— EXERCISE DESCRIPTION —
Please copy the leading lines of the entries below exactly, concluding with the line in which "fn backends_agree(rule in" occurs.

— MATERIAL PROVIDED —
//! Property-based tests for rulecheck.

use proptest::prelude::*;
use rulecheck::prelude::*;
use serde_json::{Value, json};

fn arb_value() -> impl Strategy<Value = Value> {
    prop_oneof![
        Just(Value::Null),
        any::<bool>().prop_map(Value::from),
        any::<i64>().prop_map(Value::from),
        ".{0,20}".prop_map(Value::from),
        prop::collection::vec(any::<i64>(), 0..4).prop_map(Value::from),
    ]
}

fn arb_rule() -> impl Strategy<Value = String> {
    let token = prop_oneof![
        Just("required".to_string()),
        Just("email".to_string()),
        Just("mobile".to_string()),
        (0usize..20).prop_map(|n| format!("min-length[{n}]")),
        (0usize..20).prop_map(|n| format!("max-length[{n}]")),
        Just("custom-thing".to_string()),
        Just("min-length[]".to_string()),
    ];
    prop::collection::vec(token, 1..4).prop_map(|tokens| tokens.join("|"))
}

// ============================================================================
// RESPONSE INVARIANTS
// ============================================================================

proptest! {
    #[test]
    fn response_invariants_hold(
        rule in arb_rule(),
        value in arb_value(),
    ) {
        let record = Record::from([("f".to_string(), value)]);
        let spec = RuleSpec::from([("f".to_string(), RuleSet::from(rule))]);
        let response = validate(&record, &spec);

        prop_assert_eq!(response.error_count(), response.errors().len());
        prop_assert_eq!(response.is_pass(), response.error_count() == 0);
    }

    #[test]
    fn validation_is_idempotent(rule in arb_rule(), value in arb_value()) {
        let record = Record::from([("f".to_string(), value)]);
        let spec = RuleSpec::from([("f".to_string(), RuleSet::from(rule))]);

        let first = validate(&record, &spec);
        let second = validate(&record, &spec);
        prop_assert_eq!(first.is_pass(), second.is_pass());
        prop_assert_eq!(first.error_count(), second.error_count());
    }

    #[test]
    fn backends_agree(rule in arb_rule(), value in arb_value()) {
        let record = Record::from([("f".to_string(), value)]);
        let spec = RuleSpec::from([("f".to_string(), RuleSet::from(rule))]);

        let native = RuleEngine.validate(&record, &spec, None);
        let adapter = CombinatorEngine.validate(&record, &spec, None);
        prop_assert_eq!(native.is_pass(), adapter.is_pass());
        prop_assert_eq!(native.error_count(), adapter.error_count());
    }

    #[test]
    fn error_count_bounded_by_spec_size(
        values in prop::collection::vec(arb_value(), 0..6),
        rules in prop::collection::vec(arb_rule(), 0..6),
    ) {
        let record: Record = values
            .into_iter()
            .enumerate()
            .map(|(i, v)| (format!("f{i}"), v))
            .collect();
        let spec: RuleSpec = rules
            .iter()
            .enumerate()
            .map(|(i, r)| (format!("f{i}"), RuleSet::from(r.as_str())))
            .collect();

        let response = validate(&record, &spec);
        prop_assert!(response.error_count() <= spec.len());
        for field in response.errors().keys() {
            prop_assert!(spec.contains_key(field));
        }
    }
}

// ============================================================================
// GRAMMAR PROPERTIES
// ============================================================================

proptest! {
    #[test]
    fn arbitrary_rule_strings_never_panic(rule in ".{0,40}", value in arb_value()) {
        let record = Record::from([("f".to_string(), value.clone())]);
        let spec = RuleSpec::from([("f".to_string(), RuleSet::from(rule.as_str()))]);
        let _ = validate(&record, &spec);
        let _ = validate_single(&rule, &value);
    }

    #[test]
    fn unknown_single_tokens_pass_on_nonempty_values(token in "[a-z]{1,12}") {
        prop_assume!(!matches!(token.as_str(), "required" | "email" | "mobile"));
        prop_assume!(!token.contains("length"));
        prop_assert!(validate_single(&token, &json!("value")));
    }

    #[test]
    fn optional_rules_pass_empty_values(rule in arb_rule()) {
        prop_assume!(!rule.split('|').any(|t| t == "required"));
        prop_assert!(validate_single(&rule, &Value::Null));
        prop_assert!(validate_single(&rule, &json!("")));
    }
}

// ============================================================================
// COMBINATOR LAWS
// ============================================================================

proptest! {
    #[test]
    fn and_fails_iff_either_fails(s in ".{0,30}") {
        let a = min_length(3);
        let b = max_length(10);
        let combined = min_length(3).and(max_length(10));

        let a_ok = a.validate(&*s).is_ok();
        let b_ok = b.validate(&*s).is_ok();
        prop_assert_eq!(combined.validate(&*s).is_ok(), a_ok && b_ok);
    }

    #[test]
    fn or_passes_iff_either_passes(s in ".{0,30}") {
        let a = email();
        let b = max_length(5);
        let combined = email().or(max_length(5));

        let a_ok = a.validate(&*s).is_ok();
        let b_ok = b.validate(&*s).is_ok();
        prop_assert_eq!(combined.validate(&*s).is_ok(), a_ok || b_ok);
    }

    #[test]
    fn not_inverts(s in ".{0,30}") {
        let v = not_empty();
        let inverted = not_empty().not();
        prop_assert_eq!(inverted.validate(&*s).is_ok(), v.validate(&*s).is_err());
    }
}
//! The combinator-library adapter backend.
//!
//! Instead of interpreting rule tokens itself, this backend compiles each
//! field's tokens into a chain of combinator-library validators
//! ([`Email`](crate::validators::Email), [`MinLength`](crate::validators::MinLength),
//! …) and then only reshapes that chain's outcome into the shared
//! [`ValidationResponse`] contract. The verdict and the error message come
//! from the library, never from re-derived rule logic; this is what keeps
//! the backend swappable behind [`ValidationEngine`].

use indexmap::IndexMap;
use serde_json::Value;
use tracing::trace;

use crate::combinators::{AndAll, and_all, with_message};
use crate::engine::response::{FieldError, ValidationResponse};
use crate::engine::{CustomMessages, Record, RuleSpec, ValidationEngine};
use crate::foundation::{Validate, ValidationError};
use crate::rules::value::{NULL_VALUE, json_type};
use crate::rules::{RuleToken, is_empty, text};
use crate::validators::{email, max_length, min_length, mobile_cn};

// ============================================================================
// VALUE-LEVEL STAGES
// ============================================================================

// Presence check over the raw value, ahead of any text predicate.
crate::validator! {
    RequiredValue for Value;
    rule(input) { !is_empty(input) }
    error(input) { ValidationError::required() }
}

crate::validator! {
    /// Fails unconditionally; compiled from a token whose grammar is invalid.
    MalformedRule { token: String } for str;
    rule(self, input) { false }
    error(self, input) {
        ValidationError::new(
            "malformed_rule",
            format!("Rule token `{}` is not valid", self.token),
        )
    }
}

/// Runs a chain of `str` validators against a value's text form.
struct TextRules {
    chain: AndAll<Box<dyn Validate<Input = str>>>,
}

impl Validate for TextRules {
    type Input = Value;

    fn validate(&self, input: &Self::Input) -> Result<(), ValidationError> {
        match text(input) {
            Some(t) => self.chain.validate(t.as_ref()),
            None => Err(ValidationError::type_mismatch("string", json_type(input))),
        }
    }
}

// ============================================================================
// COMBINATOR ENGINE
// ============================================================================

/// Backend that delegates evaluation to the combinator library.
#[derive(Debug, Clone, Copy, Default)]
pub struct CombinatorEngine;

impl CombinatorEngine {
    // One boxed library validator per text predicate the tokens name.
    fn text_steps(tokens: &[RuleToken]) -> Vec<Box<dyn Validate<Input = str>>> {
        let mut steps: Vec<Box<dyn Validate<Input = str>>> = Vec::new();
        for token in tokens {
            match token {
                RuleToken::Email => steps.push(Box::new(email())),
                RuleToken::Mobile => steps.push(Box::new(mobile_cn())),
                RuleToken::Length { min, max, bound } => {
                    if *min {
                        steps.push(Box::new(min_length(*bound)));
                    }
                    if *max {
                        steps.push(Box::new(max_length(*bound)));
                    }
                }
                RuleToken::Malformed(raw) => {
                    steps.push(Box::new(MalformedRule::new(raw.clone())));
                }
                // Presence is a value-level stage; unknown tokens have no
                // library counterpart and no opinion.
                RuleToken::Required | RuleToken::Other(_) => {}
            }
        }
        steps
    }

    fn compile(tokens: &[RuleToken]) -> AndAll<Box<dyn Validate<Input = Value>>> {
        let required = tokens.iter().any(RuleToken::is_required);
        let text_steps = Self::text_steps(tokens);

        let mut stages: Vec<Box<dyn Validate<Input = Value>>> = Vec::new();
        if required {
            stages.push(Box::new(RequiredValue));
        }
        if !text_steps.is_empty() {
            stages.push(Box::new(TextRules {
                chain: and_all(text_steps),
            }));
        }
        and_all(stages)
    }

    fn field_outcome(
        tokens: &[RuleToken],
        value: &Value,
        custom: Option<&String>,
    ) -> Result<(), ValidationError> {
        let required = tokens.iter().any(RuleToken::is_required);
        if is_empty(value) && !required {
            return Ok(());
        }

        let chain = Self::compile(tokens);
        match custom {
            Some(message) => with_message(chain, message.clone()).validate(value),
            None => chain.validate(value),
        }
    }
}

impl ValidationEngine for CombinatorEngine {
    fn validate(
        &self,
        record: &Record,
        spec: &RuleSpec,
        messages: Option<&CustomMessages>,
    ) -> ValidationResponse {
        let mut errors = IndexMap::new();

        for (field, rule_set) in spec {
            let value = record.get(field).unwrap_or(&NULL_VALUE);
            let custom = messages.and_then(|m| m.get(field));
            let outcome = Self::field_outcome(&rule_set.tokens(), value, custom);
            trace!(field = %field, passed = outcome.is_ok(), "field evaluated");

            if let Err(err) = outcome {
                errors.insert(
                    field.clone(),
                    FieldError {
                        rule: rule_set.clone(),
                        message: Some(err.message.into_owned()),
                    },
                );
            }
        }

        ValidationResponse::from_errors(errors)
    }
}

// ============================================================================
// TESTS
// ============================================================================
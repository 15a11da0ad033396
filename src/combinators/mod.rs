//! Validator combinators.
//!
//! Logical composition of validators: [`And`]/[`AndAll`] (conjunction),
//! [`Or`] (disjunction), [`Not`] (negation), and [`WithMessage`] (error
//! message substitution). The fluent forms live on
//! [`ValidateExt`](crate::foundation::ValidateExt).

pub mod and;
pub mod message;
pub mod not;
pub mod or;

pub use and::{And, AndAll, and, and_all};
pub use message::{WithMessage, with_message};
pub use not::{Not, not};
pub use or::{Or, or};
//! String content validators.
//!
//! Format validators backed by compiled regular expressions. The patterns
//! are process-wide constants, compiled once on first use and never mutated.

use std::sync::LazyLock;

use crate::foundation::ValidationError;

static EMAIL_REGEX: LazyLock<regex::Regex> = LazyLock::new(|| {
    regex::Regex::new(
        r"^[a-zA-Z0-9.!#$%&'*+/=?^_`{|}~-]+@[a-zA-Z0-9](?:[a-zA-Z0-9-]{0,61}[a-zA-Z0-9])?(?:\.[a-zA-Z0-9](?:[a-zA-Z0-9-]{0,61}[a-zA-Z0-9])?)*$"
    ).unwrap()
});

// Domestic mobile numbers: 11 digits, leading 1.
static CN_MOBILE_REGEX: LazyLock<regex::Regex> =
    LazyLock::new(|| regex::Regex::new(r"^1\d{10}$").unwrap());

/// The compiled email pattern shared by [`Email`] and the rule engine.
pub(crate) fn email_pattern() -> &'static regex::Regex {
    &EMAIL_REGEX
}

/// The compiled mobile-number pattern shared by [`CnMobile`] and the rule engine.
pub(crate) fn cn_mobile_pattern() -> &'static regex::Regex {
    &CN_MOBILE_REGEX
}

// ============================================================================
// EMAIL VALIDATOR
// ============================================================================

crate::validator! {
    /// Validates email address syntax.
    ///
    /// Uses an HTML5-style pattern: permissive local part, label-length
    /// limits on the domain.
    pub Email { pattern: regex::Regex } for str;
    rule(self, input) { self.pattern.is_match(input) }
    error(self, input) { ValidationError::invalid_format("email") }
    new() {
        Self {
            pattern: EMAIL_REGEX.clone(),
        }
    }
    fn email();
}

// ============================================================================
// MOBILE NUMBER VALIDATOR
// ============================================================================

crate::validator! {
    /// Validates a fixed-length domestic mobile number: 11 digits starting
    /// with `1`.
    pub CnMobile { pattern: regex::Regex } for str;
    rule(self, input) { self.pattern.is_match(input) }
    error(self, input) { ValidationError::invalid_format("mobile") }
    new() {
        Self {
            pattern: CN_MOBILE_REGEX.clone(),
        }
    }
    fn mobile_cn();
}

// ============================================================================
// TESTS
// ============================================================================
//! Error types for validation failures.
//!
//! All string fields use `Cow<'static, str>` for zero-allocation in the
//! common case of static error codes and messages.

use std::borrow::Cow;
use std::fmt;

// ============================================================================
// VALIDATION ERROR
// ============================================================================

/// A structured validation error.
///
/// Uses `Cow<'static, str>` so that error codes and messages known at compile
/// time (the common case) never allocate.
///
/// # Examples
///
/// ```rust
/// use rulecheck::foundation::ValidationError;
///
/// let error = ValidationError::new("min_length", "String is too short")
///     .with_param("min", "5")
///     .with_param("actual", "3");
///
/// assert_eq!(error.code, "min_length");
/// assert_eq!(error.param("min"), Some("5"));
/// ```
#[derive(Debug, Clone, PartialEq, Eq)]
pub struct ValidationError {
    /// Error code for programmatic handling.
    ///
    /// Examples: "min_length", "invalid_format", "required"
    pub code: Cow<'static, str>,

    /// Human-readable error message in English.
    pub message: Cow<'static, str>,

    /// Optional field name, set by orchestration layers.
    pub field: Option<Cow<'static, str>>,

    /// Parameters for the error message template.
    ///
    /// Stored as ordered key-value pairs (typically 0-3 params).
    pub params: Vec<(Cow<'static, str>, Cow<'static, str>)>,
}

impl ValidationError {
    /// Creates a new validation error with a code and message.
    pub fn new(code: impl Into<Cow<'static, str>>, message: impl Into<Cow<'static, str>>) -> Self {
        Self {
            code: code.into(),
            message: message.into(),
            field: None,
            params: Vec::new(),
        }
    }

    /// Sets the field name for this error.
    #[must_use = "builder methods must be chained or built"]
    pub fn with_field(mut self, field: impl Into<Cow<'static, str>>) -> Self {
        self.field = Some(field.into());
        self
    }

    /// Adds a parameter to the error.
    #[must_use = "builder methods must be chained or built"]
    pub fn with_param(
        mut self,
        key: impl Into<Cow<'static, str>>,
        value: impl Into<Cow<'static, str>>,
    ) -> Self {
        self.params.push((key.into(), value.into()));
        self
    }

    /// Looks up a parameter value by key.
    #[must_use]
    pub fn param(&self, key: &str) -> Option<&str> {
        self.params
            .iter()
            .find(|(k, _)| k.as_ref() == key)
            .map(|(_, v)| v.as_ref())
    }
}

impl fmt::Display for ValidationError {
    fn fmt(&self, f: &mut fmt::Formatter<'_>) -> fmt::Result {
        if let Some(field) = &self.field {
            write!(f, "[{}] {}: {}", field, self.code, self.message)?;
        } else {
            write!(f, "{}: {}", self.code, self.message)?;
        }

        if !self.params.is_empty() {
            write!(f, " (")?;
            for (i, (k, v)) in self.params.iter().enumerate() {
                if i > 0 {
                    write!(f, ", ")?;
                }
                write!(f, "{k}={v}")?;
            }
            write!(f, ")")?;
        }

        Ok(())
    }
}

impl std::error::Error for ValidationError {}

// ============================================================================
// CONVENIENCE CONSTRUCTORS
// ============================================================================

impl ValidationError {
    /// Creates a "required" error.
    #[must_use]
    pub fn required() -> Self {
        Self::new("required", "This field is required")
    }

    /// Creates a "min_length" error.
    #[must_use]
    pub fn min_length(min: usize, actual: usize) -> Self {
        Self::new("min_length", format!("Must be at least {min} characters"))
            .with_param("min", min.to_string())
            .with_param("actual", actual.to_string())
    }

    /// Creates a "max_length" error.
    #[must_use]
    pub fn max_length(max: usize, actual: usize) -> Self {
        Self::new("max_length", format!("Must be at most {max} characters"))
            .with_param("max", max.to_string())
            .with_param("actual", actual.to_string())
    }

    /// Creates an "invalid_format" error.
    #[must_use]
    pub fn invalid_format(expected: impl Into<Cow<'static, str>>) -> Self {
        Self::new("invalid_format", "Invalid format").with_param("expected", expected)
    }

    /// Creates a "type_mismatch" error.
    #[must_use]
    pub fn type_mismatch(
        expected: impl Into<Cow<'static, str>>,
        actual: impl Into<Cow<'static, str>>,
    ) -> Self {
        Self::new("type_mismatch", "Type mismatch")
            .with_param("expected", expected)
            .with_param("actual", actual)
    }
}

// ============================================================================
// TESTS
// ============================================================================
//! String length validators.
//!
//! Length is measured in Unicode scalar values (chars), not bytes.

use crate::foundation::ValidationError;

// ============================================================================
// NOT EMPTY
// ============================================================================

crate::validator! {
    /// Validates that a string is not empty.
    ///
    /// Equivalent to `MinLength::new(1)` but more semantic.
    pub NotEmpty for str;
    rule(input) { !input.is_empty() }
    error(input) { ValidationError::new("not_empty", "String must not be empty") }
    fn not_empty();
}

// ============================================================================
// MIN LENGTH
// ============================================================================

crate::validator! {
    /// Validates that a string has at least a minimum length.
    #[derive(Copy, PartialEq, Eq, Hash)]
    pub MinLength { min: usize } for str;
    rule(self, input) { input.chars().count() >= self.min }
    error(self, input) { ValidationError::min_length(self.min, input.chars().count()) }
    fn min_length(min: usize);
}

// ============================================================================
// MAX LENGTH
// ============================================================================

crate::validator! {
    /// Validates that a string does not exceed a maximum length.
    #[derive(Copy, PartialEq, Eq, Hash)]
    pub MaxLength { max: usize } for str;
    rule(self, input) { input.chars().count() <= self.max }
    error(self, input) { ValidationError::max_length(self.max, input.chars().count()) }
    fn max_length(max: usize);
}

// ============================================================================
// TESTS
// ============================================================================
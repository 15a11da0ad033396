//! Built-in validators.
//!
//! The concrete predicates the rule grammar names, exposed as composable
//! validators over `str`:
//!
//! - **Length**: [`MinLength`], [`MaxLength`], [`NotEmpty`]
//! - **Content**: [`Email`], [`CnMobile`]
//!
//! # Examples
//!
//! ```rust
//! use rulecheck::prelude::*;
//!
//! let username = min_length(3).and(max_length(20));
//! assert!(username.validate("alice").is_ok());
//!
//! let contact = email();
//! assert!(contact.validate("a@b.com").is_ok());
//! ```

pub mod content;
pub mod length;

pub use content::{CnMobile, Email, email, mobile_cn};
pub use length::{MaxLength, MinLength, NotEmpty, max_length, min_length, not_empty};

pub(crate) use content::{cn_mobile_pattern, email_pattern};
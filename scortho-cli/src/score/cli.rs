use clap::{Arg, ArgAction, Command};

pub const SCORE_CMD: &str = "score";

pub fn create_score_cli() -> Command {
    Command::new(SCORE_CMD)
        .author("Dietzlab (TUM)")
        .about("Score the orthogonality of two scaffold strands.")
        .arg(
            Arg::new("scaffold1")
                .short('s')
                .long("scaffold1")
                .required(true)
                .help("Name of the first scaffold file, expects .txt"),
        )
        .arg(
            Arg::new("scaffold2")
                .short('c')
                .long("scaffold2")
                .required(true)
                .help("Name of the second scaffold file, expects .txt"),
        )
        .arg(
            Arg::new("folder")
                .short('f')
                .long("folder")
                .help("Input folder (defaults to the working directory)"),
        )
        .arg(
            Arg::new("segment-length")
                .short('n')
                .long("segment-length")
                .help("Segment length"),
        )
        .arg(
            Arg::new("linear")
                .short('l')
                .long("linear")
                .help("Scaffolds are linear instead of circular")
                .action(ArgAction::SetTrue),
        )
        .arg(
            Arg::new("rev-compl")
                .short('r')
                .long("rev-compl")
                .help("Also count reverse-complementary segments")
                .action(ArgAction::SetTrue),
        )
        .arg(
            Arg::new("output")
                .long("output")
                .help("Write the report to a file instead of stdout"),
        )
        .arg(
            Arg::new("format")
                .long("format")
                .help("Report format: text or json"),
        )
}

— WRITTEN ANSWER —
//! Property-based tests for rulecheck.

use proptest::prelude::*;
use rulecheck::prelude::*;
use serde_json::{Value, json};

fn arb_value() -> impl Strategy<Value = Value> {
    prop_oneof![
        Just(Value::Null),
        any::<bool>().prop_map(Value::from),
        any::<i64>().prop_map(Value::from),
        ".{0,20}".prop_map(Value::from),
        prop::collection::vec(any::<i64>(), 0..4).prop_map(Value::from),
    ]
}

fn arb_rule() -> impl Strategy<Value = String> {
    let token = prop_oneof![
        Just("required".to_string()),
        Just("email".to_string()),
        Just("mobile".to_string()),
        (0usize..20).prop_map(|n| format!("min-length[{n}]")),
        (0usize..20).prop_map(|n| format!("max-length[{n}]")),
        Just("custom-thing".to_string()),
        Just("min-length[]".to_string()),
    ];
    prop::collection::vec(token, 1..4).prop_map(|tokens| tokens.join("|"))
}

// ============================================================================
// RESPONSE INVARIANTS
// ============================================================================

proptest! {
    #[test]
    fn response_invariants_hold(
        rule in arb_rule(),
        value in arb_value(),
    ) {
        let record = Record::from([("f".to_string(), value)]);
        let spec = RuleSpec::from([("f".to_string(), RuleSet::from(rule))]);
        let response = validate(&record, &spec);

        prop_assert_eq!(response.error_count(), response.errors().len());
        prop_assert_eq!(response.is_pass(), response.error_count() == 0);
    }

    #[test]
    fn validation_is_idempotent(rule in arb_rule(), value in arb_value()) {
        let record = Record::from([("f".to_string(), value)]);
        let spec = RuleSpec::from([("f".to_string(), RuleSet::from(rule))]);

        let first = validate(&record, &spec);
        let second = validate(&record, &spec);
        prop_assert_eq!(first.is_pass(), second.is_pass());
        prop_assert_eq!(first.error_count(), second.error_count());
    }

    #[test]
    fn backends_agree(rule in arb_rule(), value in arb_value()) {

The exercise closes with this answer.